• [Problem to solve] Using the data below, copy each line that includes the word "build".

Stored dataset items
───

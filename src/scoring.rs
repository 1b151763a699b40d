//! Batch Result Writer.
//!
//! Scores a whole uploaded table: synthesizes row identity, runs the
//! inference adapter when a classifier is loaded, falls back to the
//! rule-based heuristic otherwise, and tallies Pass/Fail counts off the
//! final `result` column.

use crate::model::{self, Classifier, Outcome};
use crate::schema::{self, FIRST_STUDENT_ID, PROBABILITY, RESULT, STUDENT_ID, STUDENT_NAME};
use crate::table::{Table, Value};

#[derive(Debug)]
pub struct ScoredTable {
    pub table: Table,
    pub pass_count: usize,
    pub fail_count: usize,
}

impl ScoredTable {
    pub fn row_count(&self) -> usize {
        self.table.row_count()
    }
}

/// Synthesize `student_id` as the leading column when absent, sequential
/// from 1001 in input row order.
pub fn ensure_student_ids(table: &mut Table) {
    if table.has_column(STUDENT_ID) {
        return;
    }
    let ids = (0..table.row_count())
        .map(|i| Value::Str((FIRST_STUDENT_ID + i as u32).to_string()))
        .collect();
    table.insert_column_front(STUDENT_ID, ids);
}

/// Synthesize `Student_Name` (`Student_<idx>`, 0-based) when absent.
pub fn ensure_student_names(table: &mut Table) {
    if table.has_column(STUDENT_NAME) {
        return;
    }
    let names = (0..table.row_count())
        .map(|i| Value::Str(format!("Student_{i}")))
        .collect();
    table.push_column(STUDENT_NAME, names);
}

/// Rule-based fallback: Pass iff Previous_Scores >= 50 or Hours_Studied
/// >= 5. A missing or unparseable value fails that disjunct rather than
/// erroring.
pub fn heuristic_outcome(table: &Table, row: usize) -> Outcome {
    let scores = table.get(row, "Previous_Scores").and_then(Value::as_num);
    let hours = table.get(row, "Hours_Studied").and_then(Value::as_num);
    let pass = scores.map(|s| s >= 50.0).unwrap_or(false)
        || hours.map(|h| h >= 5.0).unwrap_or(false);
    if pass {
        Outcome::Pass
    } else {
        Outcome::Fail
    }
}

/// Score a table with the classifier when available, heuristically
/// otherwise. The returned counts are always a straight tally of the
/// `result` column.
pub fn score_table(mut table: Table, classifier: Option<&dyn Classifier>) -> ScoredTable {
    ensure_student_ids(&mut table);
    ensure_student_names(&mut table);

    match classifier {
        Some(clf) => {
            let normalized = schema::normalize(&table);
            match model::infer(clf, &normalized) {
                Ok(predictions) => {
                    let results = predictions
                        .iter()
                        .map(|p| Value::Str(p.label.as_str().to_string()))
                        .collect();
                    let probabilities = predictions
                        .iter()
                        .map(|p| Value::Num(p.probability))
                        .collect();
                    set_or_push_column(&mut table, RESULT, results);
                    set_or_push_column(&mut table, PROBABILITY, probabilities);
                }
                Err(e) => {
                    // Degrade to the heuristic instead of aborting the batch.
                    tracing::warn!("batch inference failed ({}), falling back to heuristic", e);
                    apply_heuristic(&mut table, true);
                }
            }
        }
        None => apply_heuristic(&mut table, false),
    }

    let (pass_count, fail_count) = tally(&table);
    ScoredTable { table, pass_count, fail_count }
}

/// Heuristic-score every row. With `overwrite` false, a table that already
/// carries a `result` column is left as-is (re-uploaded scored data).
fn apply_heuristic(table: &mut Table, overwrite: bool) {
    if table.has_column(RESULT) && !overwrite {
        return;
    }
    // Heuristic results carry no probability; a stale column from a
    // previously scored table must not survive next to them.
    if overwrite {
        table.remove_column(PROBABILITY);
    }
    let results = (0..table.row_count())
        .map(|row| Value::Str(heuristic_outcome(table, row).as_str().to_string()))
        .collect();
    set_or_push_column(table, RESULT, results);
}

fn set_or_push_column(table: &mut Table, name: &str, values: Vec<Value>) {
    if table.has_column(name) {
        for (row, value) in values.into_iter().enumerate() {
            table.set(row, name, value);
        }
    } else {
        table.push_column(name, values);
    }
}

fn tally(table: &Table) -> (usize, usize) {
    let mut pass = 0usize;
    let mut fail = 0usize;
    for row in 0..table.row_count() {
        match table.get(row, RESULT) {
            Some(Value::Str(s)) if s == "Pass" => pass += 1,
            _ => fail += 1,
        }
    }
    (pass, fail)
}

───

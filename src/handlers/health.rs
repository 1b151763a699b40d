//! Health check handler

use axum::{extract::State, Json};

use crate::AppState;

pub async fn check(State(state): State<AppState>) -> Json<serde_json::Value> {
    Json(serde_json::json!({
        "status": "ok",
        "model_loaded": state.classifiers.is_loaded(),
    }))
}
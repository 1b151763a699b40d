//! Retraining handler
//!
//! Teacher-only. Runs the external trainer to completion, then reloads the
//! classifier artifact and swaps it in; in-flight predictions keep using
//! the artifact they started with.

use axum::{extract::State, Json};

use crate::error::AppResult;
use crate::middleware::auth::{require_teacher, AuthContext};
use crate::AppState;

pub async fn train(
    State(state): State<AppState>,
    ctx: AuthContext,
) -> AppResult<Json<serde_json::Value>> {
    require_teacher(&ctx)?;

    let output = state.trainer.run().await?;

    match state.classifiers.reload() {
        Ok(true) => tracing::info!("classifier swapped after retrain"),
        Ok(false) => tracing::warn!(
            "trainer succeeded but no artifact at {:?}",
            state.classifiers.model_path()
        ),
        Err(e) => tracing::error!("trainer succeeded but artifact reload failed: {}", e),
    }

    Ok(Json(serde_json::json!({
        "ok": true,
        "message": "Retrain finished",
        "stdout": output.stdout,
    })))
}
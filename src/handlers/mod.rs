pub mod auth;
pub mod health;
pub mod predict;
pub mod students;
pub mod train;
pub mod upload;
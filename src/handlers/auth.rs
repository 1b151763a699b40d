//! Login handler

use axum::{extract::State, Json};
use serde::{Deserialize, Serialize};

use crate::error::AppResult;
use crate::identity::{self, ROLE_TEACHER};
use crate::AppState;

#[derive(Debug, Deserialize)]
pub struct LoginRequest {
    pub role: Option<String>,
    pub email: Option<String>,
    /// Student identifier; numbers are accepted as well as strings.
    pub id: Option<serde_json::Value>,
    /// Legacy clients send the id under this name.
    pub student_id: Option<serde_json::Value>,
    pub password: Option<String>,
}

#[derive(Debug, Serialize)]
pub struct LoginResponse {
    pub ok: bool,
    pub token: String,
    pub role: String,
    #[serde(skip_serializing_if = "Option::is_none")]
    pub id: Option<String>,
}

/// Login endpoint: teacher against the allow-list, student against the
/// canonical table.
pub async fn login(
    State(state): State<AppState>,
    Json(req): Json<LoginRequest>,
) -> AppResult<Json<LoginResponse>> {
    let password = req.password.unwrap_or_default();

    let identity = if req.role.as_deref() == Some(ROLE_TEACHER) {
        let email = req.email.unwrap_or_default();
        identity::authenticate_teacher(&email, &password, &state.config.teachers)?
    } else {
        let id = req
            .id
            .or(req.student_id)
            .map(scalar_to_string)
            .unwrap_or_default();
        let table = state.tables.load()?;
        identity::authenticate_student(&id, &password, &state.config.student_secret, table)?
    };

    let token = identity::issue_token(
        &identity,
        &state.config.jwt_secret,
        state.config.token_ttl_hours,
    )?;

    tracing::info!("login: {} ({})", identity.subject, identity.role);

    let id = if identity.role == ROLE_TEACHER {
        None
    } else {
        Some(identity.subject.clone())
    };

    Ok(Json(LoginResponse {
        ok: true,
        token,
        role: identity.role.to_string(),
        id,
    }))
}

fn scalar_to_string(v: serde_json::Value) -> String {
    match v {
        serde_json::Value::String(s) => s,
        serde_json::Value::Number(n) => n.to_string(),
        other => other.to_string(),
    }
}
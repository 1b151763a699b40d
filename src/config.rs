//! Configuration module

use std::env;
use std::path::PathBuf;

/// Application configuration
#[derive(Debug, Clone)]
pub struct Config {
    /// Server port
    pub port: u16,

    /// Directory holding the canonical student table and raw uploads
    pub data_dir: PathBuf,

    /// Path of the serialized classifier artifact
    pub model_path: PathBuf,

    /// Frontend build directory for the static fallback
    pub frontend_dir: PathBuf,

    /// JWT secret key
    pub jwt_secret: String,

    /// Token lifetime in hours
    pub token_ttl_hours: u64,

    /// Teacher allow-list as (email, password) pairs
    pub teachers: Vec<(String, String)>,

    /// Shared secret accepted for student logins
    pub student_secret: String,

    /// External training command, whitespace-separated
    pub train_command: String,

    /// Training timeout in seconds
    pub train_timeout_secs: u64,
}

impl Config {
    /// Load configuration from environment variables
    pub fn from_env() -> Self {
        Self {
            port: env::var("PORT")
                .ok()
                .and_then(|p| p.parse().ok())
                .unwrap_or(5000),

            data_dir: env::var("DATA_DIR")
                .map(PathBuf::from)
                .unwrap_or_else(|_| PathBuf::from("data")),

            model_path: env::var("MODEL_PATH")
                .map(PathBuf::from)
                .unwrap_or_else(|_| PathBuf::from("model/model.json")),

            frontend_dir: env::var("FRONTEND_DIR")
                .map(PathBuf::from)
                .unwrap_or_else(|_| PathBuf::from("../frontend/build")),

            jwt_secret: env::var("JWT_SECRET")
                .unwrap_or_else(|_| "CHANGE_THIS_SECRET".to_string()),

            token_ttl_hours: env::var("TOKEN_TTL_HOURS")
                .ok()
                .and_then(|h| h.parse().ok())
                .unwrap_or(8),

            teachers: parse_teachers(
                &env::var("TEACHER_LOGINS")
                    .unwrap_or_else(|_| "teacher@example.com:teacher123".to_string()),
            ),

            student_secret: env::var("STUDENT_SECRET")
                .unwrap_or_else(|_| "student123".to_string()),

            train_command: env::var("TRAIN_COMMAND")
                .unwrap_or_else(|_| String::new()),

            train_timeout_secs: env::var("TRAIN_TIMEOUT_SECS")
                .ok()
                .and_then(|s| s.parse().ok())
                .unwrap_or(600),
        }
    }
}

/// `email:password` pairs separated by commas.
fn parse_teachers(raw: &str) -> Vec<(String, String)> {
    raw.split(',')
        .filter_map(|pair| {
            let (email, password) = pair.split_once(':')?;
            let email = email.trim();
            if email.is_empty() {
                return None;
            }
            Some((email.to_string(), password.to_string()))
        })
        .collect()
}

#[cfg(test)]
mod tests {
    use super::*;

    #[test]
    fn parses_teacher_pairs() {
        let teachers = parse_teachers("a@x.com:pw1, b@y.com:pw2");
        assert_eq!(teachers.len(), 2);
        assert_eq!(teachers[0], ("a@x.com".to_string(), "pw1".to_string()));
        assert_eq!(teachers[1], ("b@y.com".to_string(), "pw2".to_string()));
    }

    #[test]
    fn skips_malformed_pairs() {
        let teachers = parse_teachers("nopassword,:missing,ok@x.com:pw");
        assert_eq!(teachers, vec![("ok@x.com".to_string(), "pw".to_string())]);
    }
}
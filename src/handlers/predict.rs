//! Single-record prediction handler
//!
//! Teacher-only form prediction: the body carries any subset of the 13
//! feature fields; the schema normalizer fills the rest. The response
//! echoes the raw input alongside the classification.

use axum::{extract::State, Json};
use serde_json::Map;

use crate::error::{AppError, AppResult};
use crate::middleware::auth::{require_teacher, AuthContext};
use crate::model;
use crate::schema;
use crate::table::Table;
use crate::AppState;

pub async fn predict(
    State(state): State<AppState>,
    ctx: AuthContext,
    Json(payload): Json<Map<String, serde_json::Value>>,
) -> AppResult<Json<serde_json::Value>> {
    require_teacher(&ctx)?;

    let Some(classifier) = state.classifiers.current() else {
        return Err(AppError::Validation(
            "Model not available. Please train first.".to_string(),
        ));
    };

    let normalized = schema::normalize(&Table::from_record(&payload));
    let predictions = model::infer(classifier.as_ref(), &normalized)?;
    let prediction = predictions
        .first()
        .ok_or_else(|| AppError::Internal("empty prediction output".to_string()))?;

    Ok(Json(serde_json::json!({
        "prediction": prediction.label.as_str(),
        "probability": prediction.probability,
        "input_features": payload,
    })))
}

───

• [Written reply]
    /// Frontend build directory for the static fallback
                .unwrap_or_else(|_| PathBuf::from("../frontend/build")),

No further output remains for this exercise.